■ **Exercise details**:
Read the data line by line and say how many lines contain the string "rsplit", giving the number alone.

Collected data:
☆ ☆ ☆ ☆

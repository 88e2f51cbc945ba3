// SPDX-License-Identifier: Apache-2.0

use std::fmt;

use serde::{Deserialize, Serialize};

const DOCKER_HUB_HOSTS: [&str; 3] = ["docker.io", "index.docker.io", "registry-1.docker.io"];

/// A syntactically valid container image reference:
/// `[registry[:port]/]repository[:tag][@algo:hex]`.
#[derive(Debug, Clone, PartialEq, Eq, PartialOrd, Ord, Hash, Serialize, Deserialize)]
#[serde(try_from = "String", into = "String")]
pub struct ImageRef {
    registry: Option<String>,
    repository: String,
    tag: Option<String>,
    digest: Option<String>,
}

fn looks_like_registry(component: &str) -> bool {
    component.contains('.') || component.contains(':') || component == "localhost"
}

fn validate_registry(raw: &str, host: &str) -> Result<(), String> {
    let (name, port) = match host.split_once(':') {
        Some((name, port)) => (name, Some(port)),
        None => (host, None),
    };
    let name_ok = !name.is_empty()
        && name
            .chars()
            .all(|c| c.is_ascii_alphanumeric() || c == '.' || c == '-');
    let port_ok = port.is_none_or(|p| !p.is_empty() && p.chars().all(|c| c.is_ascii_digit()));
    if name_ok && port_ok {
        Ok(())
    } else {
        Err(format!("invalid registry host `{host}` in `{raw}`"))
    }
}

fn validate_path_component(raw: &str, component: &str) -> Result<(), String> {
    let alnum = |c: char| c.is_ascii_lowercase() || c.is_ascii_digit();
    let valid = component.chars().next().is_some_and(alnum)
        && component.chars().last().is_some_and(alnum)
        && component
            .chars()
            .all(|c| alnum(c) || c == '.' || c == '_' || c == '-');
    if valid {
        Ok(())
    } else {
        Err(format!("invalid repository component `{component}` in `{raw}`"))
    }
}

fn validate_tag(raw: &str, tag: &str) -> Result<(), String> {
    let valid = (1..=128).contains(&tag.len())
        && tag
            .chars()
            .next()
            .is_some_and(|c| c.is_ascii_alphanumeric() || c == '_')
        && tag
            .chars()
            .all(|c| c.is_ascii_alphanumeric() || c == '_' || c == '.' || c == '-');
    if valid {
        Ok(())
    } else {
        Err(format!("invalid tag `{tag}` in `{raw}`"))
    }
}

fn validate_digest(raw: &str, digest: &str) -> Result<(), String> {
    let Some((algo, hex)) = digest.split_once(':') else {
        return Err(format!("invalid digest `{digest}` in `{raw}`"));
    };
    let algo_ok = !algo.is_empty()
        && algo
            .chars()
            .all(|c| c.is_ascii_lowercase() || c.is_ascii_digit() || "+._-".contains(c));
    let hex_ok = hex.len() >= 32 && hex.chars().all(|c| c.is_ascii_hexdigit());
    if algo_ok && hex_ok {
        Ok(())
    } else {
        Err(format!("invalid digest `{digest}` in `{raw}`"))
    }
}

impl ImageRef {
    pub fn parse(value: &str) -> Result<Self, String> {
        let raw = value.trim();
        if raw.is_empty() {
            return Err("image reference cannot be empty".to_string());
        }
        if raw.chars().any(char::is_whitespace) {
            return Err(format!("image reference `{raw}` contains whitespace"));
        }
        let (name_and_tag, digest) = match raw.split_once('@') {
            Some((head, digest)) => {
                validate_digest(raw, digest)?;
                (head, Some(digest.to_string()))
            }
            None => (raw, None),
        };
        let last_slash = name_and_tag.rfind('/');
        let (name, tag) = match name_and_tag.rfind(':') {
            Some(colon) if last_slash.is_none_or(|slash| colon > slash) => {
                (&name_and_tag[..colon], Some(&name_and_tag[colon + 1..]))
            }
            _ => (name_and_tag, None),
        };
        if let Some(tag) = tag {
            validate_tag(raw, tag)?;
        }
        let mut components = name.split('/').collect::<Vec<_>>();
        let registry = if components.len() > 1 && looks_like_registry(components[0]) {
            let host = components.remove(0);
            validate_registry(raw, host)?;
            Some(host.to_string())
        } else {
            None
        };
        for component in &components {
            validate_path_component(raw, component)?;
        }
        Ok(Self {
            registry,
            repository: components.join("/"),
            tag: tag.map(str::to_string),
            digest,
        })
    }

    pub fn registry(&self) -> Option<&str> {
        self.registry.as_deref()
    }

    pub fn repository(&self) -> &str {
        &self.repository
    }

    pub fn tag(&self) -> Option<&str> {
        self.tag.as_deref()
    }

    pub fn digest(&self) -> Option<&str> {
        self.digest.as_deref()
    }

    /// Registry and repository without tag or digest. Docker Hub spellings
    /// (`docker.io/library/x`, `x`) collapse to the same key.
    pub fn repository_key(&self) -> String {
        match self.registry.as_deref() {
            None => self.repository.clone(),
            Some(host) if DOCKER_HUB_HOSTS.contains(&host) => self
                .repository
                .strip_prefix("library/")
                .unwrap_or(&self.repository)
                .to_string(),
            Some(host) => format!("{host}/{}", self.repository),
        }
    }

    /// Last path segment of the repository, e.g. `svc-a` for `acme/svc-a:1.0`.
    pub fn basename(&self) -> &str {
        self.repository
            .rsplit('/')
            .next()
            .unwrap_or(&self.repository)
    }

    pub fn is_pinned<S: AsRef<str>>(&self, floating_tags: &[S]) -> bool {
        if self.digest.is_some() {
            return true;
        }
        match self.tag.as_deref() {
            None => false,
            Some(tag) => !floating_tags
                .iter()
                .any(|floating| floating.as_ref().eq_ignore_ascii_case(tag)),
        }
    }
}

impl fmt::Display for ImageRef {
    fn fmt(&self, f: &mut fmt::Formatter<'_>) -> fmt::Result {
        if let Some(registry) = &self.registry {
            write!(f, "{registry}/")?;
        }
        f.write_str(&self.repository)?;
        if let Some(tag) = &self.tag {
            write!(f, ":{tag}")?;
        }
        if let Some(digest) = &self.digest {
            write!(f, "@{digest}")?;
        }
        Ok(())
    }
}

impl TryFrom<String> for ImageRef {
    type Error = String;

    fn try_from(value: String) -> Result<Self, Self::Error> {
        Self::parse(&value)
    }
}

impl From<ImageRef> for String {
    fn from(value: ImageRef) -> Self {
        value.to_string()
    }
}
// SPDX-License-Identifier: Apache-2.0

use std::fmt;

use serde::{Deserialize, Serialize};

use crate::service::ServiceRecord;

/// Stable finding codes. Configuration overrides refer to these strings.
pub mod codes {
    pub const MALFORMED_REGISTRY_ENTRY: &str = "REGISTRY_MALFORMED_ENTRY";
    pub const UNDEFINED_STAGE_REFERENCE: &str = "MANIFEST_UNDEFINED_STAGE_REFERENCE";
    pub const DUPLICATE_STAGE_ALIAS: &str = "MANIFEST_DUPLICATE_STAGE_ALIAS";
    pub const INSTRUCTION_BEFORE_FROM: &str = "MANIFEST_INSTRUCTION_BEFORE_FROM";
    pub const MALFORMED_FROM: &str = "MANIFEST_MALFORMED_FROM";
    pub const EMPTY_MANIFEST: &str = "MANIFEST_EMPTY";
    pub const UNREADABLE_MANIFEST: &str = "MANIFEST_UNREADABLE";
    pub const UNPINNED_BASE: &str = "MANIFEST_UNPINNED_BASE";
    pub const ROOT_USER: &str = "MANIFEST_ROOT_USER";
    pub const MISSING_HEALTHCHECK: &str = "MANIFEST_MISSING_HEALTHCHECK";
    pub const MISSING_DIRECTORY: &str = "DRIFT_MISSING_DIRECTORY";
    pub const MISSING_MANIFEST: &str = "DRIFT_MISSING_MANIFEST";
    pub const ORPHAN_DIRECTORY: &str = "DRIFT_ORPHAN_DIRECTORY";
    pub const NAMING_MISMATCH: &str = "DRIFT_NAMING_MISMATCH";
    pub const EXTERNAL_LINT: &str = "EXTERNAL_LINT";
    pub const EXTERNAL_SECURITY: &str = "EXTERNAL_SECURITY";
    pub const EXTERNAL_RECORD_INVALID: &str = "EXTERNAL_RECORD_INVALID";

    pub const ALL: [&str; 17] = [
        MALFORMED_REGISTRY_ENTRY,
        UNDEFINED_STAGE_REFERENCE,
        DUPLICATE_STAGE_ALIAS,
        INSTRUCTION_BEFORE_FROM,
        MALFORMED_FROM,
        EMPTY_MANIFEST,
        UNREADABLE_MANIFEST,
        UNPINNED_BASE,
        ROOT_USER,
        MISSING_HEALTHCHECK,
        MISSING_DIRECTORY,
        MISSING_MANIFEST,
        ORPHAN_DIRECTORY,
        NAMING_MISMATCH,
        EXTERNAL_LINT,
        EXTERNAL_SECURITY,
        EXTERNAL_RECORD_INVALID,
    ];
}

#[derive(Debug, Clone, Copy, PartialEq, Eq, PartialOrd, Ord, Hash, Serialize, Deserialize)]
#[serde(rename_all = "UPPERCASE")]
pub enum Severity {
    Low,
    Medium,
    High,
    Critical,
}

impl Severity {
    pub fn parse(value: &str) -> Result<Self, String> {
        let raw = value.trim();
        match raw.to_ascii_uppercase().as_str() {
            "LOW" => Ok(Self::Low),
            "MEDIUM" => Ok(Self::Medium),
            "HIGH" => Ok(Self::High),
            "CRITICAL" => Ok(Self::Critical),
            _ => Err(format!(
                "invalid severity `{raw}`: expected CRITICAL, HIGH, MEDIUM or LOW"
            )),
        }
    }

    pub fn as_str(self) -> &'static str {
        match self {
            Self::Low => "LOW",
            Self::Medium => "MEDIUM",
            Self::High => "HIGH",
            Self::Critical => "CRITICAL",
        }
    }

    /// Findings at or above MEDIUM fail a validation run.
    pub fn is_actionable(self) -> bool {
        self >= Self::Medium
    }
}

impl fmt::Display for Severity {
    fn fmt(&self, f: &mut fmt::Formatter<'_>) -> fmt::Result {
        f.write_str(self.as_str())
    }
}

#[derive(Debug, Clone, Copy, PartialEq, Eq, PartialOrd, Ord, Hash, Serialize, Deserialize)]
#[serde(rename_all = "kebab-case")]
pub enum FindingSource {
    Registry,
    Manifest,
    Drift,
    ExternalLint,
    ExternalSecurity,
}

impl FindingSource {
    pub fn as_str(self) -> &'static str {
        match self {
            Self::Registry => "registry",
            Self::Manifest => "manifest",
            Self::Drift => "drift",
            Self::ExternalLint => "external-lint",
            Self::ExternalSecurity => "external-security",
        }
    }
}

impl fmt::Display for FindingSource {
    fn fmt(&self, f: &mut fmt::Formatter<'_>) -> fmt::Result {
        f.write_str(self.as_str())
    }
}

#[derive(Debug, Clone, PartialEq, Eq, Serialize, Deserialize)]
pub struct ComplianceFinding {
    pub service: String,
    pub severity: Severity,
    pub source: FindingSource,
    pub code: String,
    pub message: String,
    pub path: Option<String>,
    pub line: Option<u32>,
}

#[derive(Debug, Clone, Copy, PartialEq, Eq, Serialize, Deserialize)]
#[serde(rename_all = "snake_case")]
pub enum NamingRule {
    /// The final stage labels itself with a different image.
    ImageLabel,
    /// The declared image's last segment differs from the service name.
    ImageBasename,
}

#[derive(Debug, Clone, PartialEq, Eq, Serialize, Deserialize)]
#[serde(tag = "kind", rename_all = "snake_case")]
pub enum DriftIssue {
    MissingDirectory {
        service: ServiceRecord,
    },
    MissingManifest {
        service: ServiceRecord,
    },
    OrphanDirectory {
        path: String,
        manifest: String,
    },
    NamingMismatch {
        service: ServiceRecord,
        rule: NamingRule,
        expected: String,
        found: String,
        manifest: Option<String>,
    },
}

impl DriftIssue {
    pub fn code(&self) -> &'static str {
        match self {
            Self::MissingDirectory { .. } => codes::MISSING_DIRECTORY,
            Self::MissingManifest { .. } => codes::MISSING_MANIFEST,
            Self::OrphanDirectory { .. } => codes::ORPHAN_DIRECTORY,
            Self::NamingMismatch { .. } => codes::NAMING_MISMATCH,
        }
    }

    /// Service the issue is about; orphans are named after their directory.
    pub fn subject(&self) -> &str {
        match self {
            Self::MissingDirectory { service }
            | Self::MissingManifest { service }
            | Self::NamingMismatch { service, .. } => &service.name,
            Self::OrphanDirectory { path, .. } => path.rsplit('/').next().unwrap_or(path),
        }
    }

    pub fn path(&self) -> &str {
        match self {
            Self::MissingDirectory { service } | Self::MissingManifest { service } => {
                &service.declared_path
            }
            Self::NamingMismatch {
                service, manifest, ..
            } => manifest.as_deref().unwrap_or(&service.declared_path),
            Self::OrphanDirectory { path, .. } => path,
        }
    }

    pub fn message(&self) -> String {
        match self {
            Self::MissingDirectory { service } => format!(
                "declared directory `{}` does not exist (registry row {})",
                service.declared_path, service.row
            ),
            Self::MissingManifest { service } => format!(
                "directory `{}` contains no build manifest (registry row {})",
                service.declared_path, service.row
            ),
            Self::OrphanDirectory { path, manifest } => format!(
                "directory `{path}` has build manifest `{manifest}` but no registry entry"
            ),
            Self::NamingMismatch {
                rule: NamingRule::ImageLabel,
                expected,
                found,
                ..
            } => format!("manifest labels image `{found}` but registry declares `{expected}`"),
            Self::NamingMismatch {
                rule: NamingRule::ImageBasename,
                expected,
                found,
                ..
            } => format!(
                "declared image name `{found}` does not end with service name `{expected}`"
            ),
        }
    }
}

#[derive(Debug, Clone, PartialEq, Eq, Serialize, Deserialize)]
#[serde(tag = "kind", rename_all = "snake_case")]
pub enum StructuralIssue {
    UnpinnedBase {
        file: String,
        line: u32,
        reference: String,
    },
    RootUser {
        file: String,
        line: Option<u32>,
        user: Option<String>,
    },
    MissingHealthcheck {
        file: String,
    },
}

impl StructuralIssue {
    pub fn code(&self) -> &'static str {
        match self {
            Self::UnpinnedBase { .. } => codes::UNPINNED_BASE,
            Self::RootUser { .. } => codes::ROOT_USER,
            Self::MissingHealthcheck { .. } => codes::MISSING_HEALTHCHECK,
        }
    }

    pub fn file(&self) -> &str {
        match self {
            Self::UnpinnedBase { file, .. }
            | Self::RootUser { file, .. }
            | Self::MissingHealthcheck { file } => file,
        }
    }

    pub fn line(&self) -> Option<u32> {
        match self {
            Self::UnpinnedBase { line, .. } => Some(*line),
            Self::RootUser { line, .. } => *line,
            Self::MissingHealthcheck { .. } => None,
        }
    }

    pub fn message(&self) -> String {
        match self {
            Self::UnpinnedBase { reference, .. } => {
                format!("base image `{reference}` is not version-pinned")
            }
            Self::RootUser { user: Some(user), .. } => {
                format!("final stage runs as root user `{user}`")
            }
            Self::RootUser { user: None, .. } => {
                "final stage declares no USER and runs as root".to_string()
            }
            Self::MissingHealthcheck { .. } => "final stage declares no HEALTHCHECK".to_string(),
        }
    }
}

/// A record handed over by an out-of-band lint or security scanner.
#[derive(Debug, Clone, PartialEq, Eq, Serialize, Deserialize)]
pub struct ExternalFinding {
    pub service: String,
    pub severity: Severity,
    pub message: String,
    pub source: FindingSource,
}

☆ ☆ ☆ ☆

■ **Exercise solution**:
2